— ASSIGNMENT —
Output the data that follows exactly, line for line.

— Saved data entries —
_ _ _ _ _
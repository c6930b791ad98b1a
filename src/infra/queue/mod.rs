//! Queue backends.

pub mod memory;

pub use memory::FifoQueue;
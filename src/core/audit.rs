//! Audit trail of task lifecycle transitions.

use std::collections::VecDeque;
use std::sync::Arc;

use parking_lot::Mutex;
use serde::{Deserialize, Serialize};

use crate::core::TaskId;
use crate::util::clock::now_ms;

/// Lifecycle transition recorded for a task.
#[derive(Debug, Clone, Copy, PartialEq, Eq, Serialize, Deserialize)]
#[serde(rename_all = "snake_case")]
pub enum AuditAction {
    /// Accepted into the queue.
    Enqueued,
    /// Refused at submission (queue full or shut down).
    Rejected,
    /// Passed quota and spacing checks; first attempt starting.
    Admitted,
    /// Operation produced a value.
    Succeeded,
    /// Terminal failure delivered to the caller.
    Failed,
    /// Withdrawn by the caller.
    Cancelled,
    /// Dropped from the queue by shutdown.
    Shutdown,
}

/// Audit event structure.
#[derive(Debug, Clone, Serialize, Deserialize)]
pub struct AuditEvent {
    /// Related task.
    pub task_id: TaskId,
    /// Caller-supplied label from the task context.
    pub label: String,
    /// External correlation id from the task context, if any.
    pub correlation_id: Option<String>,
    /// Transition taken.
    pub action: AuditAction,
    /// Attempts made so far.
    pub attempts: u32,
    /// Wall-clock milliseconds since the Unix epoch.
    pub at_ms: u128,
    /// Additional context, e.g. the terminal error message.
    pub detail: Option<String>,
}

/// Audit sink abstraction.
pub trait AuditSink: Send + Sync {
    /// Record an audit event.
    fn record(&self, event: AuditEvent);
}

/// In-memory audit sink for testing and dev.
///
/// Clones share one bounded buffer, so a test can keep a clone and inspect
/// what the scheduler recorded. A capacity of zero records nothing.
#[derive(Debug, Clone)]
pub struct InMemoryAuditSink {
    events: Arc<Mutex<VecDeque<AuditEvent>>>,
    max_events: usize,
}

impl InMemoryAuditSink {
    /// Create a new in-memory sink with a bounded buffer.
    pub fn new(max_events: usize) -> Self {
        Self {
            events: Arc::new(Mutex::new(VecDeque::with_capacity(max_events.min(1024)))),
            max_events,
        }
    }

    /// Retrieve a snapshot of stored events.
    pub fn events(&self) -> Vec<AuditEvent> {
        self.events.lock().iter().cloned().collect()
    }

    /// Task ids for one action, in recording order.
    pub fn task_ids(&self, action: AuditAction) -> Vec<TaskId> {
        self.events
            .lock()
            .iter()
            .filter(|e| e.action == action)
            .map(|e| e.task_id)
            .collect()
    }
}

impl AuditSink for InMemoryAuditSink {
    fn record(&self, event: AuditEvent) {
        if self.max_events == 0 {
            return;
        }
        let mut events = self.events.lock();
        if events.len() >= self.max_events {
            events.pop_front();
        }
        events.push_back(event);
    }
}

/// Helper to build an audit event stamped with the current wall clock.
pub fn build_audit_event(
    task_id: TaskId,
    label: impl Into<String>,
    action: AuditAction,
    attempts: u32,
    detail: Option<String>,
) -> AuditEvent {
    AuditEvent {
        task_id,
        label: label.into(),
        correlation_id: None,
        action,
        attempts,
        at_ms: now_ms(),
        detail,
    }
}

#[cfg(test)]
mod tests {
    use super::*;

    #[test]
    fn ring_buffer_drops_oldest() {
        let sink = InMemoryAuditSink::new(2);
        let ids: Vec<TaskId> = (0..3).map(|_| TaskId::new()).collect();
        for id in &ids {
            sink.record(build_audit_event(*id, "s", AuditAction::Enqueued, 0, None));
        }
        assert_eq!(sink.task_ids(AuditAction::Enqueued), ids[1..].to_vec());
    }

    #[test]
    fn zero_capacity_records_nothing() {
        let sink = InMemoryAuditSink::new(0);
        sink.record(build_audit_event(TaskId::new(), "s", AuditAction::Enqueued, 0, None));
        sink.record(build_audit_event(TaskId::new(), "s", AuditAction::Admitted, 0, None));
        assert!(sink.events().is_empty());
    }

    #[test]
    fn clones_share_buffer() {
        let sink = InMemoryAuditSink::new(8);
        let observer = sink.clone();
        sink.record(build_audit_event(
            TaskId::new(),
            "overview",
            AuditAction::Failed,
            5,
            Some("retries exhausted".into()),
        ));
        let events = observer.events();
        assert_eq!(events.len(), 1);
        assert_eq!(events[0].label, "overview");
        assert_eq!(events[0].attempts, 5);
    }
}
_ _ _ _ _
— RESULT BELOW —
repository c6930b791ad98b1a
filename src/infra/queue/mod.rs
//! Queue backends.

pub mod memory;

pub use memory::FifoQueue;
filename src/core/audit.rs
//! Audit trail of task lifecycle transitions.

use std::collections::VecDeque;
use std::sync::Arc;

use parking_lot::Mutex;
use serde::{Deserialize, Serialize};

use crate::core::TaskId;
use crate::util::clock::now_ms;

/// Lifecycle transition recorded for a task.
#[derive(Debug, Clone, Copy, PartialEq, Eq, Serialize, Deserialize)]
#[serde(rename_all = "snake_case")]
pub enum AuditAction {
    /// Accepted into the queue.
    Enqueued,
    /// Refused at submission (queue full or shut down).
    Rejected,
    /// Passed quota and spacing checks; first attempt starting.
    Admitted,
    /// Operation produced a value.
    Succeeded,
    /// Terminal failure delivered to the caller.
    Failed,
    /// Withdrawn by the caller.
    Cancelled,
    /// Dropped from the queue by shutdown.
    Shutdown,
}

/// Audit event structure.
#[derive(Debug, Clone, Serialize, Deserialize)]
pub struct AuditEvent {
    /// Related task.
    pub task_id: TaskId,
    /// Caller-supplied label from the task context.
    pub label: String,
    /// External correlation id from the task context, if any.
    pub correlation_id: Option<String>,
    /// Transition taken.
    pub action: AuditAction,
    /// Attempts made so far.
    pub attempts: u32,
    /// Wall-clock milliseconds since the Unix epoch.
    pub at_ms: u128,
    /// Additional context, e.g. the terminal error message.
    pub detail: Option<String>,
}

/// Audit sink abstraction.
pub trait AuditSink: Send + Sync {
    /// Record an audit event.
    fn record(&self, event: AuditEvent);
}

/// In-memory audit sink for testing and dev.
///
/// Clones share one bounded buffer, so a test can keep a clone and inspect
/// what the scheduler recorded. A capacity of zero records nothing.
#[derive(Debug, Clone)]
pub struct InMemoryAuditSink {
    events: Arc<Mutex<VecDeque<AuditEvent>>>,
    max_events: usize,
}

impl InMemoryAuditSink {
    /// Create a new in-memory sink with a bounded buffer.
    pub fn new(max_events: usize) -> Self {
        Self {
            events: Arc::new(Mutex::new(VecDeque::with_capacity(max_events.min(1024)))),
            max_events,
        }
    }

    /// Retrieve a snapshot of stored events.
    pub fn events(&self) -> Vec<AuditEvent> {
        self.events.lock().iter().cloned().collect()
    }

    /// Task ids for one action, in recording order.
    pub fn task_ids(&self, action: AuditAction) -> Vec<TaskId> {
        self.events
            .lock()
            .iter()
            .filter(|e| e.action == action)
            .map(|e| e.task_id)
            .collect()
    }
}

impl AuditSink for InMemoryAuditSink {
    fn record(&self, event: AuditEvent) {
        if self.max_events == 0 {
            return;
        }
        let mut events = self.events.lock();
        if events.len() >= self.max_events {
            events.pop_front();
        }
        events.push_back(event);
    }
}

/// Helper to build an audit event stamped with the current wall clock.
pub fn build_audit_event(
    task_id: TaskId,
    label: impl Into<String>,
    action: AuditAction,
    attempts: u32,
    detail: Option<String>,
) -> AuditEvent {
    AuditEvent {
        task_id,
        label: label.into(),
        correlation_id: None,
        action,
        attempts,
        at_ms: now_ms(),
        detail,
    }
}

#[cfg(test)]
mod tests {
    use super::*;

    #[test]
    fn ring_buffer_drops_oldest() {
        let sink = InMemoryAuditSink::new(2);
        let ids: Vec<TaskId> = (0..3).map(|_| TaskId::new()).collect();
        for id in &ids {
            sink.record(build_audit_event(*id, "s", AuditAction::Enqueued, 0, None));
        }
        assert_eq!(sink.task_ids(AuditAction::Enqueued), ids[1..].to_vec());
    }

    #[test]
    fn zero_capacity_records_nothing() {
        let sink = InMemoryAuditSink::new(0);
        sink.record(build_audit_event(TaskId::new(), "s", AuditAction::Enqueued, 0, None));
        sink.record(build_audit_event(TaskId::new(), "s", AuditAction::Admitted, 0, None));
        assert!(sink.events().is_empty());
    }

    #[test]
    fn clones_share_buffer() {
        let sink = InMemoryAuditSink::new(8);
        let observer = sink.clone();
        sink.record(build_audit_event(
            TaskId::new(),
            "overview",
            AuditAction::Failed,
            5,
            Some("retries exhausted".into()),
        ));
        let events = observer.events();
        assert_eq!(events.len(), 1);
        assert_eq!(events[0].label, "overview");
        assert_eq!(events[0].attempts, 5);
    }
}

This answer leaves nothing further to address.